Ammettiamo che, prima che il clima azzeri la vita sulla Terra, si riesca a instaurare il comunismo, facciamo questo un esperimento mentale. Non il ‘comunismo’ come forza critica, come visione alternativa e attuale, no. Proprio il comunismo come nuovo stato di cose. Ne dubito, ma questo è solo un esperimento, e comunque si potrebbe sempre ammettere che una catastrofe, un imperdonabile errore delle classi dirigenti mondiali, una apocalisse, oppure una botta di culo aprano praterie verso nuovi rapporto sociali (non oso pensare in che condizioni ci troveremmo dopo una catastrofe, ma andiamo avanti). In quella ipotetica fattispecie, posta una nuova produzione sociale dei beni, come verrebbero distribuiti ai 7 e più miliardi di abitanti, attraverso quali criteri (nazionali, continentali, mondiali), con quali mezzi e quali tecnologie? E avremmo o no ancora bisogno di comunicare? Io dico di sì. E in che cosa tutto ciò sarebbe di aiuto al clima (posto che il ‘clima’ sia ancora un problema e non sarà ritenuto un vecchio arnese propagandistico)? Il lavoro sarà ancora (o no) il modo in cui l’uomo metabolizza la natura, se ne appropria, la rende cosa per noi? E l’uomo socializzato sarà davvero diverso, meno sporcaccione, meno irriguardoso, dell’uomo individuale che oggi usa e consuma tutto e crea montagne di spazzatura? E il consumo, ancor prima, esisterà ancora? Oppure avremmo risolto in via definitiva il nostro rapporto con la natura, e non consumeremmo più niente, vivremo di nulla, e avremo così più tempo per dedicarci ai nostri hobbies?

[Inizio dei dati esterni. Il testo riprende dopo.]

pub mod batch_lookup;

pub use batch_lookup::{
    BatchLookupUseCase, BatchOptions, BatchOutcome, BatchProgress, ProgressCallback,
};
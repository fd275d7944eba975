use dashmap::DashMap;
use dns_reputation_domain::config::EngineConfig;
use dns_reputation_domain::{Domain, LookupResult};
use rustc_hash::FxBuildHasher;
use std::sync::atomic::{AtomicU64, Ordering};
use std::time::Duration;
use tokio::time::Instant;

/// A cached lookup outcome. Immutable once inserted; a later `set` for the
/// same domain replaces the whole entry.
#[derive(Debug, Clone)]
pub struct CacheEntry {
    pub result: LookupResult,
    pub inserted_at: Instant,
}

impl CacheEntry {
    #[inline]
    fn is_fresh(&self, ttl: Duration) -> bool {
        self.inserted_at.elapsed() < ttl
    }
}

#[derive(Debug, Clone, Copy, Default, PartialEq, Eq)]
pub struct CacheStats {
    pub entries: usize,
    pub hits: u64,
    pub misses: u64,
}

impl CacheStats {
    pub fn hit_rate(&self) -> f64 {
        let total = self.hits + self.misses;
        if total == 0 {
            return 0.0;
        }
        self.hits as f64 / total as f64
    }
}

/// Shared domain → reputation outcome cache with a fixed TTL.
///
/// Expiry is lazy: an expired entry is dropped by the `get` that finds it,
/// there is no background sweep. Concurrent writers to one key never
/// corrupt it; whichever `set` lands last wins.
pub struct ReputationCache {
    entries: DashMap<Domain, CacheEntry, FxBuildHasher>,
    ttl: Duration,
    hits: AtomicU64,
    misses: AtomicU64,
}

impl ReputationCache {
    pub fn new(ttl: Duration) -> Self {
        Self {
            entries: DashMap::with_hasher(FxBuildHasher),
            ttl,
            hits: AtomicU64::new(0),
            misses: AtomicU64::new(0),
        }
    }

    pub fn from_config(config: &EngineConfig) -> Self {
        Self::new(config.cache_ttl())
    }

    pub fn ttl(&self) -> Duration {
        self.ttl
    }

    /// Returns the cached outcome for `domain`, or `None` if absent or expired.
    pub fn get(&self, domain: &Domain) -> Option<LookupResult> {
        if let Some(entry) = self.entries.get(domain) {
            if entry.is_fresh(self.ttl) {
                self.hits.fetch_add(1, Ordering::Relaxed);
                return Some(entry.result.clone());
            }
            // Expired: release the shard guard before removing
            drop(entry);
            self.entries
                .remove_if(domain, |_, entry| !entry.is_fresh(self.ttl));
        }
        self.misses.fetch_add(1, Ordering::Relaxed);
        None
    }

    /// Store `result` for `domain`, stamped with the current time.
    pub fn set(&self, domain: Domain, result: LookupResult) {
        self.entries.insert(
            domain,
            CacheEntry {
                result,
                inserted_at: Instant::now(),
            },
        );
    }

    /// Drop every expired entry, returning how many were removed.
    pub fn purge_expired(&self) -> usize {
        let before = self.entries.len();
        self.entries.retain(|_, entry| entry.is_fresh(self.ttl));
        before.saturating_sub(self.entries.len())
    }

    pub fn len(&self) -> usize {
        self.entries.len()
    }

    pub fn is_empty(&self) -> bool {
        self.entries.is_empty()
    }

    pub fn clear(&self) {
        self.entries.clear();
    }

    pub fn stats(&self) -> CacheStats {
        CacheStats {
            entries: self.entries.len(),
            hits: self.hits.load(Ordering::Relaxed),
            misses: self.misses.load(Ordering::Relaxed),
        }
    }
}
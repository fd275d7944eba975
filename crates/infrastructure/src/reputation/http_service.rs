use async_trait::async_trait;
use dns_reputation_application::ports::{ReputationPayload, ReputationService, ServiceError};
use dns_reputation_domain::config::ApiConfig;
use dns_reputation_domain::{ConfigError, Domain};
use reqwest::header::{HeaderName, HeaderValue, ACCEPT, RETRY_AFTER};
use reqwest::StatusCode;
use serde::Deserialize;
use std::time::Duration;
use tracing::debug;

/// Longest error body kept in a `ServiceError::Status` message.
const MAX_ERROR_BODY: usize = 200;

const USER_AGENT: &str = concat!("dns-reputation/", env!("CARGO_PKG_VERSION"));

/// Success body of the reputation endpoint.
#[derive(Debug, Deserialize)]
struct ReputationBody {
    #[serde(alias = "score")]
    reputation: f64,
    #[serde(default)]
    categories: Vec<String>,
}

/// HTTP client for the remote reputation service.
///
/// `GET {base_url}/{domain}` with the credential in the configured header.
/// 200 carries `{"reputation": <number>, "categories": [..]}`, 429 means
/// throttled (optionally with `Retry-After` seconds), anything else is a
/// status error.
pub struct HttpReputationService {
    client: reqwest::Client,
    base_url: String,
    auth: Option<(HeaderName, HeaderValue)>,
}

impl HttpReputationService {
    pub fn new(config: &ApiConfig) -> Result<Self, ConfigError> {
        let client = reqwest::Client::builder()
            .use_rustls_tls()
            .connect_timeout(config.connect_timeout())
            .pool_max_idle_per_host(16)
            .user_agent(USER_AGENT)
            .build()
            .map_err(|e| ConfigError::invalid("api", format!("cannot build HTTP client: {}", e)))?;

        let auth = match &config.auth_token {
            Some(token) => {
                let name = HeaderName::from_bytes(config.auth_header.as_bytes())
                    .map_err(|e| ConfigError::invalid("api.auth_header", e.to_string()))?;
                let mut value = HeaderValue::from_str(token)
                    .map_err(|e| ConfigError::invalid("api.auth_token", e.to_string()))?;
                value.set_sensitive(true);
                Some((name, value))
            }
            None => None,
        };

        Ok(Self {
            client,
            base_url: config.base_url.trim_end_matches('/').to_string(),
            auth,
        })
    }

    fn url_for(&self, domain: &Domain) -> String {
        format!("{}/{}", self.base_url, domain)
    }
}

#[async_trait]
impl ReputationService for HttpReputationService {
    async fn query(&self, domain: &Domain) -> Result<ReputationPayload, ServiceError> {
        let url = self.url_for(domain);
        debug!(url = %url, "Sending reputation request");

        let mut request = self
            .client
            .get(&url)
            .header(ACCEPT, "application/json");
        if let Some((name, value)) = &self.auth {
            request = request.header(name.clone(), value.clone());
        }

        let response = request
            .send()
            .await
            .map_err(|e| ServiceError::Transport(format!("request to {} failed: {}", url, e)))?;

        let status = response.status();
        if status == StatusCode::TOO_MANY_REQUESTS {
            let retry_after = response
                .headers()
                .get(RETRY_AFTER)
                .and_then(|v| v.to_str().ok())
                .and_then(parse_retry_after);
            return Err(ServiceError::RateLimited { retry_after });
        }

        if !status.is_success() {
            let body = response.text().await.unwrap_or_default();
            return Err(ServiceError::Status {
                code: status.as_u16(),
                message: status_message(status, &body),
            });
        }

        let bytes = response
            .bytes()
            .await
            .map_err(|e| ServiceError::Transport(format!("failed to read response body: {}", e)))?;

        let body: ReputationBody = serde_json::from_slice(&bytes)
            .map_err(|e| ServiceError::InvalidPayload(e.to_string()))?;

        if !body.reputation.is_finite() {
            return Err(ServiceError::InvalidPayload(format!(
                "reputation is not a number: {}",
                body.reputation
            )));
        }

        debug!(
            domain = %domain,
            score = body.reputation,
            categories = body.categories.len(),
            "Reputation response received"
        );

        Ok(ReputationPayload::new(
            body.reputation.round() as i64,
            body.categories,
        ))
    }

    fn name(&self) -> &'static str {
        "http"
    }
}

/// `Retry-After` in delta-seconds form; HTTP dates fall back to the default cooldown.
fn parse_retry_after(value: &str) -> Option<Duration> {
    value.trim().parse::<u64>().ok().map(Duration::from_secs)
}

fn status_message(status: StatusCode, body: &str) -> String {
    let body = body.trim();
    if body.is_empty() {
        return status.canonical_reason().unwrap_or("Unknown").to_string();
    }
    match body.char_indices().nth(MAX_ERROR_BODY) {
        Some((cut, _)) => format!("{}...", &body[..cut]),
        None => body.to_string(),
    }
}
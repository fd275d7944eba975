use crate::ports::ReportWriter;
use dns_reputation_domain::{BatchReport, LookupResult};
use std::path::PathBuf;
use std::sync::Arc;
use tracing::{error, info, instrument};

/// Hands the final results to every configured writer.
///
/// A failing writer is logged and skipped; the others still run.
pub struct PublishReportUseCase {
    writers: Vec<Arc<dyn ReportWriter>>,
}

impl PublishReportUseCase {
    pub fn new(writers: Vec<Arc<dyn ReportWriter>>) -> Self {
        Self { writers }
    }

    pub fn writer_count(&self) -> usize {
        self.writers.len()
    }

    /// Returns the paths that were written successfully.
    #[instrument(skip_all, fields(writers = self.writers.len()))]
    pub fn execute(&self, results: &[LookupResult], report: &BatchReport) -> Vec<PathBuf> {
        let mut written = Vec::with_capacity(self.writers.len());

        for writer in &self.writers {
            match writer.write(results, report) {
                Ok(path) => {
                    info!(
                        format = writer.format_name(),
                        path = %path.display(),
                        rows = results.len(),
                        "Report written"
                    );
                    written.push(path);
                }
                Err(e) => {
                    error!(format = writer.format_name(), error = %e, "Failed to write report");
                }
            }
        }

        written
    }
}
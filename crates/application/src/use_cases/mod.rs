pub mod lookups;
pub mod reports;

// Re-export use cases
pub use lookups::{BatchLookupUseCase, BatchOptions, BatchOutcome, BatchProgress, ProgressCallback};
pub use reports::{BuildReportUseCase, PublishReportUseCase};
use crate::DomainError;
use serde::{Deserialize, Serialize};
use std::fmt;
use std::str::FromStr;
use std::sync::Arc;

const MAX_DOMAIN_LEN: usize = 253;
const MAX_LABEL_LEN: usize = 63;

/// Normalized domain name used as the lookup and cache key.
///
/// Normalization trims surrounding whitespace, strips a single trailing root
/// label (`example.com.` → `example.com`) and lowercases the name, so two
/// captures of the same name in different case collapse to one lookup.
/// Backed by `Arc<str>` so clones across engine → task → cache are cheap.
#[derive(Debug, Clone, PartialEq, Eq, Hash, PartialOrd, Ord, Serialize, Deserialize)]
#[serde(try_from = "String", into = "String")]
pub struct Domain(Arc<str>);

impl Domain {
    pub fn parse(raw: &str) -> Result<Self, DomainError> {
        let trimmed = raw.trim();
        let name = trimmed.strip_suffix('.').unwrap_or(trimmed);

        if name.is_empty() {
            return Err(DomainError::InvalidDomainName(
                "domain name cannot be empty".to_string(),
            ));
        }
        if name.len() > MAX_DOMAIN_LEN {
            return Err(DomainError::InvalidDomainName(format!(
                "'{}' exceeds {} characters",
                name, MAX_DOMAIN_LEN
            )));
        }

        for label in name.split('.') {
            if label.is_empty() {
                return Err(DomainError::InvalidDomainName(format!(
                    "'{}' contains an empty label",
                    name
                )));
            }
            if label.len() > MAX_LABEL_LEN {
                return Err(DomainError::InvalidDomainName(format!(
                    "label '{}' exceeds {} characters",
                    label, MAX_LABEL_LEN
                )));
            }
            if label.chars().any(|c| c.is_whitespace() || c.is_control()) {
                return Err(DomainError::InvalidDomainName(format!(
                    "'{}' contains whitespace or control characters",
                    name
                )));
            }
        }

        Ok(Self(Arc::from(name.to_lowercase())))
    }

    pub fn as_str(&self) -> &str {
        &self.0
    }
}

impl fmt::Display for Domain {
    fn fmt(&self, f: &mut fmt::Formatter<'_>) -> fmt::Result {
        f.write_str(&self.0)
    }
}

impl AsRef<str> for Domain {
    fn as_ref(&self) -> &str {
        &self.0
    }
}

impl FromStr for Domain {
    type Err = DomainError;

    fn from_str(s: &str) -> Result<Self, Self::Err> {
        Self::parse(s)
    }
}

impl TryFrom<String> for Domain {
    type Error = DomainError;

    fn try_from(value: String) -> Result<Self, Self::Error> {
        Self::parse(&value)
    }
}

impl From<Domain> for String {
    fn from(domain: Domain) -> Self {
        domain.0.to_string()
    }
}
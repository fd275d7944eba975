use serde::{Deserialize, Serialize};
use std::fmt;

/// Lowest reputation score classified as [`Classification::Trusted`].
pub const TRUSTED_MIN_SCORE: i64 = 61;

/// Trust verdict derived from a reputation score.
#[derive(Debug, Clone, Copy, PartialEq, Eq, Hash, Serialize, Deserialize)]
pub enum Classification {
    Trusted,
    Untrusted,
}

impl Classification {
    /// `score >= 61` is trusted, `score <= 60` is untrusted.
    pub fn from_score(score: i64) -> Self {
        if score >= TRUSTED_MIN_SCORE {
            Classification::Trusted
        } else {
            Classification::Untrusted
        }
    }

    pub fn as_str(&self) -> &'static str {
        match self {
            Classification::Trusted => "Trusted",
            Classification::Untrusted => "Untrusted",
        }
    }
}

impl fmt::Display for Classification {
    fn fmt(&self, f: &mut fmt::Formatter<'_>) -> fmt::Result {
        write!(f, "{}", self.as_str())
    }
}
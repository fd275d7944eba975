use serde::{Deserialize, Serialize};
use std::path::PathBuf;

/// Report destinations
#[derive(Debug, Clone, Deserialize, Serialize)]
pub struct OutputConfig {
    /// Directory receiving `results.csv` / `results.json`
    #[serde(default = "default_directory")]
    pub directory: PathBuf,

    #[serde(default = "default_true")]
    pub csv: bool,

    #[serde(default = "default_true")]
    pub json: bool,
}

impl Default for OutputConfig {
    fn default() -> Self {
        Self {
            directory: default_directory(),
            csv: true,
            json: true,
        }
    }
}

fn default_directory() -> PathBuf {
    PathBuf::from("output")
}

fn default_true() -> bool {
    true
}
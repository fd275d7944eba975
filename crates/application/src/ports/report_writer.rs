use dns_reputation_domain::{BatchReport, DomainError, LookupResult};
use std::path::PathBuf;

/// Port for persisting the outcome of a batch run.
pub trait ReportWriter: Send + Sync {
    /// Persist `results` and `report`, returning where they were written.
    fn write(&self, results: &[LookupResult], report: &BatchReport) -> Result<PathBuf, DomainError>;

    fn format_name(&self) -> &'static str;
}
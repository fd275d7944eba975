//! Configuration module for the DNS reputation analyzer
//!
//! One structure per TOML section:
//! - `root`: Main configuration and CLI overrides
//! - `api`: Remote reputation service endpoint, retry and backoff policy
//! - `engine`: Rate limit, cache and concurrency settings
//! - `input`: Domain source selection
//! - `output`: Report destinations
//! - `logging`: Logging settings
//! - `errors`: Configuration errors

pub mod api;
pub mod engine;
pub mod errors;
pub mod input;
pub mod logging;
pub mod output;
pub mod root;

pub use api::{ApiConfig, BackoffConfig, BackoffStrategy};
pub use engine::EngineConfig;
pub use errors::ConfigError;
pub use input::{InputConfig, InputFormat};
pub use logging::LoggingConfig;
pub use output::OutputConfig;
pub use root::{CliOverrides, Config, API_TOKEN_ENV};
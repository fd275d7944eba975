use crate::use_cases::lookups::BatchOutcome;
use dns_reputation_domain::{
    BatchReport, CaptureStats, Classification, LookupResult, LookupStats, ResponseTimeStats,
};
use std::collections::BTreeMap;
use std::time::Duration;

/// Folds a batch outcome into the summary handed to report writers.
///
/// Cached results count toward totals and classification but not toward
/// latency: a cache hit costs no remote call.
#[derive(Debug, Default, Clone, Copy)]
pub struct BuildReportUseCase;

impl BuildReportUseCase {
    pub fn new() -> Self {
        Self
    }

    pub fn execute(
        &self,
        outcome: &BatchOutcome,
        capture: Option<CaptureStats>,
        lookups: Option<LookupStats>,
    ) -> BatchReport {
        let mut successful = 0;
        let mut trusted = 0;
        let mut untrusted = 0;
        let mut failures_by_kind: BTreeMap<String, usize> = BTreeMap::new();
        let mut latencies: Vec<Duration> = Vec::new();

        for result in &outcome.results {
            match result {
                LookupResult::Success(s) => {
                    successful += 1;
                    match s.classification {
                        Classification::Trusted => trusted += 1,
                        Classification::Untrusted => untrusted += 1,
                    }
                    if !s.cached {
                        latencies.push(s.response_time);
                    }
                }
                LookupResult::Failure(f) => {
                    *failures_by_kind.entry(f.kind.as_str().to_string()).or_default() += 1;
                }
            }
        }

        let unique = outcome.results.len();
        let elapsed_secs = outcome.elapsed.as_secs_f64();

        BatchReport {
            total_requests: outcome.requested,
            unique_domains: unique,
            invalid_inputs: outcome.invalid_inputs,
            successful,
            failed: unique - successful,
            trusted,
            untrusted,
            cache_hits: outcome.cache_hits,
            cache_hit_rate: ratio(outcome.cache_hits, unique),
            elapsed_secs,
            throughput_per_sec: if elapsed_secs > 0.0 {
                unique as f64 / elapsed_secs
            } else {
                0.0
            },
            response_time: response_time_stats(latencies),
            failures_by_kind,
            cancelled: outcome.cancelled,
            timed_out: outcome.timed_out,
            capture,
            lookups,
        }
    }
}

fn ratio(part: usize, whole: usize) -> f64 {
    if whole == 0 {
        0.0
    } else {
        part as f64 / whole as f64
    }
}

fn response_time_stats(mut samples: Vec<Duration>) -> Option<ResponseTimeStats> {
    if samples.is_empty() {
        return None;
    }
    samples.sort_unstable();

    let ms = |d: Duration| d.as_secs_f64() * 1000.0;
    let n = samples.len();
    let total: f64 = samples.iter().copied().map(ms).sum();
    let median = if n % 2 == 0 {
        (ms(samples[n / 2 - 1]) + ms(samples[n / 2])) / 2.0
    } else {
        ms(samples[n / 2])
    };

    Some(ResponseTimeStats {
        samples: n,
        avg_ms: total / n as f64,
        min_ms: ms(samples[0]),
        median_ms: median,
        max_ms: ms(samples[n - 1]),
    })
}
//! # DNS Reputation Analyzer
//!
//! Extracts the domains queried in a capture (or listed in a text file),
//! looks up each one against a remote reputation service under a global
//! rate limit and writes CSV/JSON reports.

mod bootstrap;
mod di;

use bootstrap::signals::INTERRUPTED_EXIT_CODE;
use clap::Parser;
use di::AnalysisServices;
use dns_reputation_application::use_cases::{BatchProgress, ProgressCallback};
use dns_reputation_domain::config::InputFormat;
use dns_reputation_domain::{BatchReport, CliOverrides};
use dns_reputation_infrastructure::capture::open_source;
use std::path::PathBuf;
use std::process::ExitCode;
use std::sync::Arc;
use tokio_util::sync::CancellationToken;
use tracing::{error, info, warn};

#[global_allocator]
static GLOBAL: mimalloc::MiMalloc = mimalloc::MiMalloc;

const PROGRESS_EVERY: usize = 20;

#[derive(Parser)]
#[command(name = "dns-reputation")]
#[command(version)]
#[command(about = "Reputation analysis of the domains seen in DNS traffic")]
struct Cli {
    /// Path to configuration file
    #[arg(short = 'c', long)]
    config: Option<String>,

    /// Capture (.pcap) or domain list to analyze
    #[arg(short = 'i', long)]
    input: Option<PathBuf>,

    /// Input format: auto, pcap or text
    #[arg(long)]
    format: Option<InputFormat>,

    /// Directory receiving the reports
    #[arg(short = 'o', long)]
    output_dir: Option<PathBuf>,

    /// Reputation service URL prefix
    #[arg(long)]
    base_url: Option<String>,

    /// Global request rate towards the service
    #[arg(long)]
    rps: Option<f64>,

    /// Total attempts per domain
    #[arg(long)]
    max_retries: Option<u32>,

    /// Timeout of a single attempt, in milliseconds
    #[arg(long)]
    timeout_ms: Option<u64>,

    /// Lookups in flight at once (defaults to engine.max_concurrency, 50)
    #[arg(long)]
    concurrency: Option<usize>,

    /// Log level (trace, debug, info, warn, error)
    #[arg(short = 'l', long)]
    log_level: Option<String>,
}

impl Cli {
    fn overrides(&self) -> CliOverrides {
        CliOverrides {
            input: self.input.clone(),
            format: self.format,
            output_dir: self.output_dir.clone(),
            base_url: self.base_url.clone(),
            requests_per_second: self.rps,
            max_retries: self.max_retries,
            attempt_timeout_ms: self.timeout_ms,
            max_concurrency: self.concurrency,
            log_level: self.log_level.clone(),
        }
    }
}

#[tokio::main]
async fn main() -> anyhow::Result<ExitCode> {
    let cli = Cli::parse();

    let config = bootstrap::load_config(cli.config.as_deref(), cli.overrides())?;
    bootstrap::init_logging(&config.logging);
    bootstrap::config::log_config(cli.config.as_deref(), &config);

    let cancel = CancellationToken::new();
    bootstrap::install_interrupt_handler(cancel.clone());

    let input = config
        .input
        .path
        .clone()
        .ok_or_else(|| anyhow::anyhow!("no input file given"))?;
    let source = open_source(&input, config.input.format)?;
    let services = AnalysisServices::new(&config, &source.describe())?;

    info!(source = %source.describe(), "Extracting domains");
    let extraction = {
        let source = Arc::clone(&source);
        let cancel = cancel.clone();
        tokio::task::spawn_blocking(move || source.extract(&cancel)).await??
    };

    if extraction.stats.interrupted {
        warn!(
            domains = extraction.domains.len(),
            "Interrupted during extraction, nothing was looked up"
        );
        return Ok(ExitCode::from(INTERRUPTED_EXIT_CODE));
    }

    let progress: ProgressCallback = Arc::new(|p: BatchProgress| {
        if p.completed % PROGRESS_EVERY == 0 || p.completed == p.total {
            info!(completed = p.completed, total = p.total, "Lookup progress");
        }
    });

    let outcome = services
        .batch
        .execute(extraction.domains, Some(progress), &cancel)
        .await
        .sorted();

    let report = services.build_report.execute(
        &outcome,
        Some(extraction.stats),
        Some(services.client.stats()),
    );
    let expected = services.publish_report.writer_count();
    let written = {
        let publish = Arc::clone(&services.publish_report);
        let results = outcome.results;
        let report = report.clone();
        tokio::task::spawn_blocking(move || publish.execute(&results, &report)).await?
    };
    if written.len() < expected {
        error!(
            written = written.len(),
            expected,
            "Some reports could not be written"
        );
    }

    log_summary(&report);
    let cache = services.cache.stats();
    info!(
        entries = cache.entries,
        hits = cache.hits,
        misses = cache.misses,
        "Cache statistics"
    );

    if report.cancelled {
        warn!("Run cancelled, reports contain partial results");
        return Ok(ExitCode::from(INTERRUPTED_EXIT_CODE));
    }
    Ok(ExitCode::SUCCESS)
}

fn log_summary(report: &BatchReport) {
    info!(
        total_requests = report.total_requests,
        unique_domains = report.unique_domains,
        invalid_inputs = report.invalid_inputs,
        successful = report.successful,
        failed = report.failed,
        trusted = report.trusted,
        untrusted = report.untrusted,
        "Analysis summary"
    );
    info!(
        cache_hits = report.cache_hits,
        cache_hit_rate = %format!("{:.1}%", report.cache_hit_rate * 100.0),
        elapsed_secs = %format!("{:.2}", report.elapsed_secs),
        throughput_per_sec = %format!("{:.2}", report.throughput_per_sec),
        timed_out = report.timed_out,
        "Run statistics"
    );

    if let Some(rt) = &report.response_time {
        info!(
            samples = rt.samples,
            avg_ms = %format!("{:.1}", rt.avg_ms),
            min_ms = %format!("{:.1}", rt.min_ms),
            median_ms = %format!("{:.1}", rt.median_ms),
            max_ms = %format!("{:.1}", rt.max_ms),
            "Response times"
        );
    }

    for (kind, count) in &report.failures_by_kind {
        warn!(kind = %kind, count, "Failed lookups");
    }
}
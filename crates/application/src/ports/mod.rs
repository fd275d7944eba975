pub mod domain_source;
pub mod report_writer;
pub mod reputation_service;

pub use domain_source::{DomainSource, Extraction};
pub use report_writer::ReportWriter;
pub use reputation_service::{ReputationPayload, ReputationService, ServiceError};
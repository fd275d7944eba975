use serde::{Deserialize, Serialize};

/// Logging configuration
#[derive(Debug, Clone, Deserialize, Serialize)]
pub struct LoggingConfig {
    /// Log level (default: "info")
    /// Options: "trace", "debug", "info", "warn", "error"
    #[serde(default = "default_log_level")]
    pub level: String,

    /// Colorized output (default: true)
    #[serde(default = "default_ansi")]
    pub ansi: bool,
}

impl Default for LoggingConfig {
    fn default() -> Self {
        Self {
            level: default_log_level(),
            ansi: default_ansi(),
        }
    }
}

fn default_log_level() -> String {
    "info".to_string()
}

fn default_ansi() -> bool {
    true
}
use std::path::PathBuf;
use thiserror::Error;

#[derive(Error, Debug)]
pub enum ConfigError {
    #[error("Failed to read config file {path}: {source}")]
    FileRead {
        path: PathBuf,
        #[source]
        source: std::io::Error,
    },

    #[error("Failed to parse config file: {0}")]
    Parse(#[from] toml::de::Error),

    #[error("Invalid configuration value for `{field}`: {reason}")]
    InvalidValue { field: &'static str, reason: String },

    #[error("Missing required configuration value `{0}`")]
    Missing(&'static str),
}

impl ConfigError {
    pub fn invalid(field: &'static str, reason: impl Into<String>) -> Self {
        ConfigError::InvalidValue {
            field,
            reason: reason.into(),
        }
    }
}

Oppure sarà la Tecnica a liberarci dalla schiavitù del lavoro, dall’obbligo naturale di consumare, dalla necessità di spostarci con mezzi inquinanti, e magari un giorno anche dalla necessità di respirare? La Tecnica, si badi, il pensiero unico che oggi unifica e mette tutti d’accordo. Altro che comunismo! Mi chiedo, dunque, se questo orgoglio ‘comunista’, questa rivendicazione identitaria, sia di per sé risolutiva, oppure se poi viene necessariamente la politica. La politica che scava, analizza, mette in movimento, si rivolge a donne e uomini, le organizza, dona l’opportunità di agire, parlare, farsi capire, mobilitare anche su temi minimi. La politica che vuole far partecipare, che chiama alla piazza o alla riflessione, che non cerca purezza ma l’esatto contrario. Greta oggi, per quanto “socialfascista”, “venduta”, “antipatica”, “diversa”, mobilita la coscienza di miliardi di persone, giovani soprattutto, testimoniando un fatto, una sensibilità in crescita. Quanti ne mobilita il comunismo? È meglio il proprio nobile isolamento, che rasenta oggi la solitudine, oppure un dialogo, un’apertura, un credito, una presenza? Meglio l’Aventino del comunista (perché questo è) oppure il rischio e la possibilità del contagio? I comunisti, mi sembra di ricordare, nascono anzi per contagiarsi, per stare con i lavoratori, i penultimi, gli ultimi, i giovani senza futuro, le donne e gli uomini minacciati. Non per mantenere saldo un nucleo ideologico di cui nessuno sa più nulla. Nascono per stare in mezzo, non per farsi da parte. Per dirigere non per essere laterali, appartati, assenti. Per entrare nelle contraddizioni altrui e non il contrario, come avviene sempre più spesso. Capisco la difficoltà di scendere il gradino e mischiarsi, ma questo è. E comunque, è sicuramente meglio il giardinaggio delle rivendicazioni orgogliose dinanzi a pochi spettatori annoiati.